Problem, który postanowili głośno wykrzyczeć. Lista żądań krótka. -Chcemy pokazać, że przestępcy cygańscy w Polsce są zbędnym elementem i powinni wyjechać jak najszybciej. Kto nie zauważa tego problemu jest osobą, która nigdy nie mieszkała wśród Cyganów, nigdy nikt kto choćby chwilę w jednym bloku, czy na osiedlu z Cyganami, nie zadaje nam takiego pytania – podkreśla inny uczestnik antyromskiej demonstracji w Zabrzu, Marek Kasprzycki. Wszyscy zadawali sobie dziś (21.12) za to pytanie, czy podczas nieoficjalnej demonstracji dojdzie do starć z przedstawicielami romskiej społeczności.

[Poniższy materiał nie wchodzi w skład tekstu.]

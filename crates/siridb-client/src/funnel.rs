//! The completion funnel.
//!
//! Every request completes through one of these functions, whether it
//! succeeds, fails on the wire, is rejected before submission, or is torn
//! down with its connection.

use crate::error::Error;
use crate::pending::PendingWrite;
use crate::request::{Request, Response};

/// Complete a write with its matched response.
pub(crate) fn succeed(write: &mut PendingWrite, response: Response) {
    let pid = write.pid();
    let tp = response.tp();
    match write.complete(Ok(response)) {
        Ok(()) => tracing::trace!(pid, tp, "request completed"),
        Err(e) => tracing::warn!(pid, error = %e, "response for an already completed request"),
    }
}

/// Complete a write with an error.
pub(crate) fn fail(write: &mut PendingWrite, error: Error) {
    let pid = write.pid();
    let status = error.status().code();
    tracing::debug!(pid, status, error = %error, "request failed");
    if let Err(e) = write.complete(Err(error)) {
        tracing::warn!(pid, error = %e, "failure for an already completed request");
    }
}

/// Complete a request that never became a write.
pub(crate) fn reject(mut request: Request, error: Error) {
    let pid = request.pid();
    tracing::debug!(pid, status = error.status().code(), error = %error, "request rejected");
    request.complete(Err(error));
}

#[cfg(test)]
#[allow(clippy::unwrap_used)]
mod tests {
    use super::*;
    use crate::error::Status;
    use crate::pending::WriteState;
    use crate::request::RequestStatus;
    use siridb_codec::Package;
    use siridb_protocol::RequestType;
    use std::sync::Arc;
    use std::sync::atomic::{AtomicUsize, Ordering};

    #[test]
    fn test_fail_then_succeed_completes_once() {
        let calls = Arc::new(AtomicUsize::new(0));
        let counter = Arc::clone(&calls);
        let request = Request::new(3, move |outcome| {
            assert_eq!(outcome.unwrap_err(), Error::NotConnected);
            counter.fetch_add(1, Ordering::SeqCst);
        });
        let mut write = PendingWrite::new(request, RequestType::Query, &b"[]"[..]);

        fail(&mut write, Error::NotConnected);
        succeed(&mut write, Response::new(Package::new(3, 0, b"{}")));

        assert_eq!(write.state(), WriteState::Completed);
        assert_eq!(
            write.request().status(),
            RequestStatus::Failed(Status::NotConnected)
        );
        drop(write);
        assert_eq!(calls.load(Ordering::SeqCst), 1);
    }

    #[test]
    fn test_reject_delivers_error() {
        let seen = Arc::new(parking_lot::Mutex::new(None));
        let slot = Arc::clone(&seen);
        reject(
            Request::new(1, move |outcome| *slot.lock() = outcome.err()),
            Error::Encode("bad".into()),
        );
        assert_eq!(*seen.lock(), Some(Error::Encode("bad".into())));
    }
}
/// Result type for mock server operations.
pub type Result<T> = std::result::Result<T, MockServerError>;

/// Mock response configuration.
#[derive(Clone)]
pub enum MockResponse {
    /// Answer with this type and payload, echoing the request pid.
    Payload {
        /// Response type tag.
        tp: u8,
        /// Raw payload.
        payload: Bytes,
    },

    /// Send a package with a fixed pid, regardless of the request.
    Stray {
        /// Package id to use.
        pid: u16,
        /// Response type tag.
        tp: u8,
        /// Raw payload.
        payload: Bytes,
    },

    /// Write raw bytes that need not frame.
    Garbage(Bytes),

    /// Do not answer.
    Silent,

    /// Close the connection.
    Close,

    /// Several responses in order.
    Sequence(Vec<MockResponse>),

    /// Build the response from the request.
    Custom(Arc<dyn Fn(&Package) -> MockResponse + Send + Sync>),
}

impl fmt::Debug for MockResponse {
    fn fmt(&self, f: &mut fmt::Formatter<'_>) -> fmt::Result {
        match self {
            Self::Payload { tp, payload } => f
                .debug_struct("Payload")
                .field("tp", tp)
                .field("len", &payload.len())
                .finish(),
            Self::Stray { pid, tp, payload } => f
                .debug_struct("Stray")
                .field("pid", pid)
                .field("tp", tp)
                .field("len", &payload.len())
                .finish(),
            Self::Garbage(data) => f.debug_tuple("Garbage").field(&data.len()).finish(),
            Self::Silent => f.write_str("Silent"),
            Self::Close => f.write_str("Close"),
            Self::Sequence(items) => f.debug_tuple("Sequence").field(items).finish(),
            Self::Custom(_) => f.debug_tuple("Custom").field(&"<fn>").finish(),
        }
    }
}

Ulice Zabrza patrolowały setki policjantów. -To są siły właściwe do tego, aby w Zabrzu panował porządek i to są właściwe siły do tego, aby w tym miejscu nie doszło do zakłóceń ładu i porządku publicznego i aby jednocześnie zapewnić bezpieczeństwo mieszkańcom Zabrza – mówi Marek Wypych z KMP w Zabrzu. Mieszkańcom, wśród których blisko 500-osobową grupę stanowią Romowie. Dziś policjanci robili wszystko, by odgrodzić ich domy od grup demonstrantów. -Dziwi mnie to, że w rodzinach polskich szerzy się faszyzm, bo nie wiem, czy historii nie znają. Dowody takie, jak jest obóz koncentracyjny w Oświęcimiu, czy w Lublinie w Majdanku, czy do tych ludzi młodych nie dociera do czego ten faszyzm doprowadził, albo do czego jeszcze może doprowadzić – zastanawia się Andrzej Puma, Zabrzańskie Stowarzyszenie Romów.
W obawie o zdrowie i życie, jak mówią – wielu z nich zastanawia się nad wyjazdem z Zabrza. -Bo się boją o dzieci, o siebie, chociaż się staramy, bo pracują, chodzą do szkoły, starają się rodzice – mówi Ewa Puma. -My jesteśmy wszyscy obywatele Rzeczpospolitej, my mamy swoje prawa i obowiązki. My mamy w swoim środowisku różnych ludzi o różnych poglądach, jeżeli Rom popełni jakieś przestępstwo. Obywatel polski odpowiada za siebie, ja nie chcę za niego odpowiedzialności brać, czy inni ludzie. Jesteśmy traktowani, chcemy być traktowani jak na równo z innymi – mówi Roman Kwiatkowski, Stowarzyszenie Romów w Polsce. Bo jak mówią, są taki samymi obywatelami Polski jak ci, którzy ich bezpodstawnie oskarżają.